Entries taken from a collection:
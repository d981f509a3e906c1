//! Command line tokenizer.

use crate::constants::MAX_ARGS;
use tracing::warn;

/// Split one command line into words.
///
/// Whitespace separates words. A double quote toggles quoting, and inside
/// quotes whitespace is literal; a quote opened right after whitespace
/// starts a new word even if it ends up empty. A backslash inserts the
/// next character literally (quotes and backslashes included) without
/// toggling the quote state. An unterminated quote runs to the end of the
/// line. Words past [`MAX_ARGS`] are dropped with a warning.
pub fn parse_command(line: &str) -> Vec<String> {
    let mut words = Vec::new();
    let mut word = String::new();
    let mut in_word = false;
    let mut quoted = false;
    let mut escaped = false;

    for ch in line.chars() {
        if escaped {
            in_word = true;
            word.push(ch);
            escaped = false;
            continue;
        }

        match ch {
            '\\' => escaped = true,
            '"' => {
                quoted = !quoted;
                if quoted {
                    in_word = true;
                }
            }
            c if c.is_ascii_whitespace() && !quoted => {
                if in_word {
                    if words.len() == MAX_ARGS {
                        warn!(
                            "Too many arguments in command line, truncating at {}",
                            MAX_ARGS
                        );
                        return words;
                    }
                    words.push(std::mem::take(&mut word));
                    in_word = false;
                }
            }
            c => {
                in_word = true;
                word.push(c);
            }
        }
    }

    if in_word {
        if words.len() == MAX_ARGS {
            warn!(
                "Too many arguments in command line, truncating at {}",
                MAX_ARGS
            );
        } else {
            words.push(word);
        }
    }

    words
}

#[cfg(test)]
mod tests {
    use super::*;

    #[test]
    fn test_plain_words() {
        assert_eq!(
            parse_command("STREAM FILE welcome 1234"),
            vec!["STREAM", "FILE", "welcome", "1234"]
        );
    }

    #[test]
    fn test_extra_whitespace() {
        assert_eq!(parse_command("  NOOP \t  "), vec!["NOOP"]);
    }

    #[test]
    fn test_quoted_word() {
        assert_eq!(
            parse_command(r#"SET VARIABLE "foo bar" baz"#),
            vec!["SET", "VARIABLE", "foo bar", "baz"]
        );
    }

    #[test]
    fn test_escaped_quote() {
        assert_eq!(parse_command(r#"a\"b"#), vec![r#"a"b"#]);
    }

    #[test]
    fn test_escaped_backslash_and_space() {
        assert_eq!(parse_command(r"a\\b c\ d"), vec![r"a\b", "c d"]);
    }

    #[test]
    fn test_escaped_quote_inside_quotes() {
        assert_eq!(
            parse_command(r#"VERBOSE "say \"hi\"" 2"#),
            vec!["VERBOSE", r#"say "hi""#, "2"]
        );
    }

    #[test]
    fn test_empty_quotes_make_empty_word() {
        assert_eq!(
            parse_command(r#"STREAM FILE demo """#),
            vec!["STREAM", "FILE", "demo", ""]
        );
    }

    #[test]
    fn test_quote_inside_word_does_not_split() {
        assert_eq!(parse_command(r#"ab"c d"e f"#), vec!["abc de", "f"]);
    }

    #[test]
    fn test_unterminated_quote() {
        assert_eq!(
            parse_command(r#"SEND TEXT "hello there"#),
            vec!["SEND", "TEXT", "hello there"]
        );
    }

    #[test]
    fn test_empty_line() {
        assert!(parse_command("").is_empty());
        assert!(parse_command("   ").is_empty());
    }

    #[test]
    fn test_truncates_at_max_args() {
        let line = (0..MAX_ARGS + 10)
            .map(|i| i.to_string())
            .collect::<Vec<_>>()
            .join(" ");
        let words = parse_command(&line);
        assert_eq!(words.len(), MAX_ARGS);
        assert_eq!(words[0], "0");
        assert_eq!(words[MAX_ARGS - 1], (MAX_ARGS - 1).to_string());
    }
}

§ **REQUIRED ACTION**:
Search the records for the word "truncating" and copy every line where it occurs.

§ **ANSWER TO THIS TASK**:
                            "Too many arguments in command line, truncating at {}",
                "Too many arguments in command line, truncating at {}",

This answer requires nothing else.